Input:
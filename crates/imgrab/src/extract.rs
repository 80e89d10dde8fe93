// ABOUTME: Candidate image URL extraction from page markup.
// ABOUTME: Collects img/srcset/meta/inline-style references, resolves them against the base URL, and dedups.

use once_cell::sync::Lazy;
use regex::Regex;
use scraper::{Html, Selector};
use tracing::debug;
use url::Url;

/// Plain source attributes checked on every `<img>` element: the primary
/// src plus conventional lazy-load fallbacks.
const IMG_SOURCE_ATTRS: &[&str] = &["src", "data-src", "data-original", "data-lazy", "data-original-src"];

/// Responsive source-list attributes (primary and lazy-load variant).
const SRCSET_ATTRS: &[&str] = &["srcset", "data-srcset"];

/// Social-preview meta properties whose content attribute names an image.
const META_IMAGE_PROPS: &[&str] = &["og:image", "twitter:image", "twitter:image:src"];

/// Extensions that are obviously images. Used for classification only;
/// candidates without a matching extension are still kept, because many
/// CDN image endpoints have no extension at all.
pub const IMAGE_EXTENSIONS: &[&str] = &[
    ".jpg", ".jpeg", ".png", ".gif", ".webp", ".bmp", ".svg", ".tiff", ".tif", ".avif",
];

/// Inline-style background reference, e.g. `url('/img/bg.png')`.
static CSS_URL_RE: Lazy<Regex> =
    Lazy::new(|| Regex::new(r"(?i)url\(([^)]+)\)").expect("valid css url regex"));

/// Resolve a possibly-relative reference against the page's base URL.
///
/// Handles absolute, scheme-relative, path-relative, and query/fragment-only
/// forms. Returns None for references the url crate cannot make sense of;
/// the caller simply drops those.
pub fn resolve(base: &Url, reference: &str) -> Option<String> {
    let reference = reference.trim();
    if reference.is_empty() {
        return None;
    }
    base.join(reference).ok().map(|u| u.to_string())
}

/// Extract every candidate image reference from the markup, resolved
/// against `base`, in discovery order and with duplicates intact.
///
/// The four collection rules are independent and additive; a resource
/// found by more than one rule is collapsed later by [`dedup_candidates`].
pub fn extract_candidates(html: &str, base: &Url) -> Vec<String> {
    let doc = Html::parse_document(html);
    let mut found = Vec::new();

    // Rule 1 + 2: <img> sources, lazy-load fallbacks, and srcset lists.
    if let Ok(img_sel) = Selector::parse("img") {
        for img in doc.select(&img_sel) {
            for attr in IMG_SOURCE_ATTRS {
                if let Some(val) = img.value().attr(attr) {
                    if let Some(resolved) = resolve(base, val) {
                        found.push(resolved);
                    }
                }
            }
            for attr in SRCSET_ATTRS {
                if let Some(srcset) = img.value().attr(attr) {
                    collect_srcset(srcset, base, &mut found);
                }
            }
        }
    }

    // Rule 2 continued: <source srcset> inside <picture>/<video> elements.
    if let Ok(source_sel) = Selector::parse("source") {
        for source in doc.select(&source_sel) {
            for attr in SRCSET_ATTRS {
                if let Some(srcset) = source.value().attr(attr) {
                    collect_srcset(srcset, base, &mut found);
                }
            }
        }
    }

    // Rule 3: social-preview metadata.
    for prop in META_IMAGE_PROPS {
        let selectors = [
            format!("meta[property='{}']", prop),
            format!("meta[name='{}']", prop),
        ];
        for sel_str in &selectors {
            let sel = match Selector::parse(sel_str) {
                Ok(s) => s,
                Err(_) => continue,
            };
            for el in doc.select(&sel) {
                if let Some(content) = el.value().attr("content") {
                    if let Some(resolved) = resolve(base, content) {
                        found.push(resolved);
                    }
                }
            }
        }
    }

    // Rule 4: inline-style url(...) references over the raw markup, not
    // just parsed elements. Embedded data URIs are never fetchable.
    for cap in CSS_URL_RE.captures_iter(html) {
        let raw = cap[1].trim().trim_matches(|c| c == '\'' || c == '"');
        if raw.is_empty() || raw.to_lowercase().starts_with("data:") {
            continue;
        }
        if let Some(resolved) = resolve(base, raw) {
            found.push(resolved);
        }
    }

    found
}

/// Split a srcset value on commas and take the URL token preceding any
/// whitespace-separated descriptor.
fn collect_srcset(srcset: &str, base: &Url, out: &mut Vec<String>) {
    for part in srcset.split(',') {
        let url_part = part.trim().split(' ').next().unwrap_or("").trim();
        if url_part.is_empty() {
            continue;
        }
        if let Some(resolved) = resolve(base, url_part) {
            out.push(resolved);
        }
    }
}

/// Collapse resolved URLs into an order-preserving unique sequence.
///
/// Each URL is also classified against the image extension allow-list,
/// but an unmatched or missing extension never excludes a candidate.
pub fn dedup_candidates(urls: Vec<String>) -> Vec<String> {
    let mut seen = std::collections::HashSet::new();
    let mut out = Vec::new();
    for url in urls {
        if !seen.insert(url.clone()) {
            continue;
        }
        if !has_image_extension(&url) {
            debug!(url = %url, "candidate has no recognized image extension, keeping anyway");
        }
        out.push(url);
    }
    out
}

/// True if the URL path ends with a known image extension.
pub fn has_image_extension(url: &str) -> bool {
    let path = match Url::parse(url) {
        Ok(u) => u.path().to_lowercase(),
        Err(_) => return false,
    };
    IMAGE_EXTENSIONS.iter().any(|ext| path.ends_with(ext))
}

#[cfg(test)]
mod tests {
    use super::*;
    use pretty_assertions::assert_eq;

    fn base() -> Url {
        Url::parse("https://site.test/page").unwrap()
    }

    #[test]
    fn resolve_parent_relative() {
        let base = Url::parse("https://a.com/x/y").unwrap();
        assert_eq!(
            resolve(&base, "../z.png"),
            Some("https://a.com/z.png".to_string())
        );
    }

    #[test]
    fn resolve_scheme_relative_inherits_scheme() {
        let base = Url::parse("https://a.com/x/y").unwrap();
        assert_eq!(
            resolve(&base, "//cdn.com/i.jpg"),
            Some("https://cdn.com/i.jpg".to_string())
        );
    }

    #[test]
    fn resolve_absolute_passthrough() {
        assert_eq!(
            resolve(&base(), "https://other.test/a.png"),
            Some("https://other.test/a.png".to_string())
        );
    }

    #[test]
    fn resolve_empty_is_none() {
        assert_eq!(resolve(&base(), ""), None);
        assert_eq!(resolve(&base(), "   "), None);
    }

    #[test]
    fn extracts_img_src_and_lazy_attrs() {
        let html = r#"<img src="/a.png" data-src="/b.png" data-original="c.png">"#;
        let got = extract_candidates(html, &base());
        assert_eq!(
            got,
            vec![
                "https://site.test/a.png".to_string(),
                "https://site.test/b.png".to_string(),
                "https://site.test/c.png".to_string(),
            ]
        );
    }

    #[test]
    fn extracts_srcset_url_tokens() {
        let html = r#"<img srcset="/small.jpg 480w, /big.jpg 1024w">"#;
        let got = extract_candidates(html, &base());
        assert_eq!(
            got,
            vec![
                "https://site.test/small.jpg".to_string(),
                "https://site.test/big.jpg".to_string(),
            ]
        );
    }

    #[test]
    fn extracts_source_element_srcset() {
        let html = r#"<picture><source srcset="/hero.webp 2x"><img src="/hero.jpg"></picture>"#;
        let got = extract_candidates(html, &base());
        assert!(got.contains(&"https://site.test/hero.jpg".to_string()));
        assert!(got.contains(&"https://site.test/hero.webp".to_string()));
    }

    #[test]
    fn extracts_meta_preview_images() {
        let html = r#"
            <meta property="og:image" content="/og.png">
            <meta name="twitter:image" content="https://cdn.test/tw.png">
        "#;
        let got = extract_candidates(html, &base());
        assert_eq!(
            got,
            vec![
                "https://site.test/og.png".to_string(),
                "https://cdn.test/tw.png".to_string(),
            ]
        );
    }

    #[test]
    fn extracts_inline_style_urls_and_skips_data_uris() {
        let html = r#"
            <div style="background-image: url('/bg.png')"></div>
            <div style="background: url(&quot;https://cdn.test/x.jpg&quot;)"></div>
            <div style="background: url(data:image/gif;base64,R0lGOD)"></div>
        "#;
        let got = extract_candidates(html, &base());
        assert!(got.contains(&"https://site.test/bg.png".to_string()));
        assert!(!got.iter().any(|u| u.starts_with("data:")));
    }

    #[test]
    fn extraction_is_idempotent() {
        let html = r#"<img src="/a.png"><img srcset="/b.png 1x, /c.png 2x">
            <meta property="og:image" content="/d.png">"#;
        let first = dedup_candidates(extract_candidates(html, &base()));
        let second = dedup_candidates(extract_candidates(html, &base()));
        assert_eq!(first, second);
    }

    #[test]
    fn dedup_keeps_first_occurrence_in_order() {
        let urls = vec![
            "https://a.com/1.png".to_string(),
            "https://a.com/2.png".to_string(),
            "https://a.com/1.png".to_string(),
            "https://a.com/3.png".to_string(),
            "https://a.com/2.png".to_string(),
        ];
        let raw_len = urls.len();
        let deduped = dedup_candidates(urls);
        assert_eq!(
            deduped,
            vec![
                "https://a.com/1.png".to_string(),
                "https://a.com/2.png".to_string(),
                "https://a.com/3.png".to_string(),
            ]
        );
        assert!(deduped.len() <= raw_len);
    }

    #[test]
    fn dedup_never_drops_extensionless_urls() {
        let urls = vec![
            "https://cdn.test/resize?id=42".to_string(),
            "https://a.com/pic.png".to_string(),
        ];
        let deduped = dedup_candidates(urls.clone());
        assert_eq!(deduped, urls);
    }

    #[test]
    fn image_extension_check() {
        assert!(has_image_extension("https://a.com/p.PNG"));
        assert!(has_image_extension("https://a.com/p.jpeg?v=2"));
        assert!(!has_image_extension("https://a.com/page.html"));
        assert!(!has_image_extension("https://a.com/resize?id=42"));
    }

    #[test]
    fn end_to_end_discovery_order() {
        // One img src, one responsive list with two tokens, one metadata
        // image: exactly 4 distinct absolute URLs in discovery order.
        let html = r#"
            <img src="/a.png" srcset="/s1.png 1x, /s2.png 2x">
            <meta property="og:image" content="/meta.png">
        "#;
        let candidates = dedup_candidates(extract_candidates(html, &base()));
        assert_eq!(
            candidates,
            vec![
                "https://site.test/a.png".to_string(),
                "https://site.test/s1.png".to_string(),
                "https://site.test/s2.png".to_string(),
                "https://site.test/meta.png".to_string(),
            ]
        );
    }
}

* * *

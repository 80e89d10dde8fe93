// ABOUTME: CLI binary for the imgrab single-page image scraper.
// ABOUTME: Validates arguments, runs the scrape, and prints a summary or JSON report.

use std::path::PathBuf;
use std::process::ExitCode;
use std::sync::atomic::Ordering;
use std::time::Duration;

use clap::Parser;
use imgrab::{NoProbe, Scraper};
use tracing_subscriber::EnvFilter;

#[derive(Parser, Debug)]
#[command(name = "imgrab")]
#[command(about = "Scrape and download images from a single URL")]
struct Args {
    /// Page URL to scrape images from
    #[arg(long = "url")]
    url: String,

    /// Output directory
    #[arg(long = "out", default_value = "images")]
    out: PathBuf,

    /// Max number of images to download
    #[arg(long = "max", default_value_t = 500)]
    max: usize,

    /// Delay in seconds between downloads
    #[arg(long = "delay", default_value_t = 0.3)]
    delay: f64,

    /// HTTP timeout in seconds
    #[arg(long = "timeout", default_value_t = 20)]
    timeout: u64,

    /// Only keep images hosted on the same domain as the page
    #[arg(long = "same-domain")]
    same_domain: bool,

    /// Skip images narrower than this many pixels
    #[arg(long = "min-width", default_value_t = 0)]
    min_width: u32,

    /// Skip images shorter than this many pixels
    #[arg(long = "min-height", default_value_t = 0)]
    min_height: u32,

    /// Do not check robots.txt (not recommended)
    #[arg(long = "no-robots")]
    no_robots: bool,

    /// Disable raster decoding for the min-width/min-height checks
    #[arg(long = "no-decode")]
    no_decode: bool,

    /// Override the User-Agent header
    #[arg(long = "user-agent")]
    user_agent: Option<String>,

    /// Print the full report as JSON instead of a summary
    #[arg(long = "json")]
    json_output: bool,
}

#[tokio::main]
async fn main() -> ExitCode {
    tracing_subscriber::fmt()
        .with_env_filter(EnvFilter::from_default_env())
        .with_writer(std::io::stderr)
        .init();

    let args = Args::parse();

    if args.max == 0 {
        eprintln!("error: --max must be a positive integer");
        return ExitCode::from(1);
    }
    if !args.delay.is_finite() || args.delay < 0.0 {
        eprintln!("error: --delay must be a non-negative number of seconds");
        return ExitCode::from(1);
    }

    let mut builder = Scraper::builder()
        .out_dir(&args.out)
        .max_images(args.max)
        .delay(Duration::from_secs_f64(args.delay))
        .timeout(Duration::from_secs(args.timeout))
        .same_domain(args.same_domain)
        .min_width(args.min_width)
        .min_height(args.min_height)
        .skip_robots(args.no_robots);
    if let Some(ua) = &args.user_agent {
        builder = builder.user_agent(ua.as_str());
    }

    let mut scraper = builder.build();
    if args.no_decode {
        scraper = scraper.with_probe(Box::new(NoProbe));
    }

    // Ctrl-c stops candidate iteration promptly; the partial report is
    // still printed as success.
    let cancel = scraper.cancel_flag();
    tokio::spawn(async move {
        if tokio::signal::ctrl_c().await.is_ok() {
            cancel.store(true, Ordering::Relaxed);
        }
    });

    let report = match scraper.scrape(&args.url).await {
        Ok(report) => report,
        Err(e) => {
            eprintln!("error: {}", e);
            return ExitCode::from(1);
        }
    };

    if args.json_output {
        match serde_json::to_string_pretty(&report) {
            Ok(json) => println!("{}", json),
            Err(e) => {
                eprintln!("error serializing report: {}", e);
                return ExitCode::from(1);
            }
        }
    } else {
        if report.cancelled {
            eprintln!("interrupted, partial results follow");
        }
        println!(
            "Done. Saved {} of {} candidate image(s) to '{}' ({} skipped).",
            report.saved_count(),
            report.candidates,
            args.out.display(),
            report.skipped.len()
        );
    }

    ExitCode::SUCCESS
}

Exercise goal:
Which lines in the data above hold the string "property"? Return each of them.

Finished exercise:
            format!("meta[property='{}']", prop),
            <meta property="og:image" content="/og.png">
            <meta property="og:image" content="/d.png">"#;
            <meta property="og:image" content="/meta.png">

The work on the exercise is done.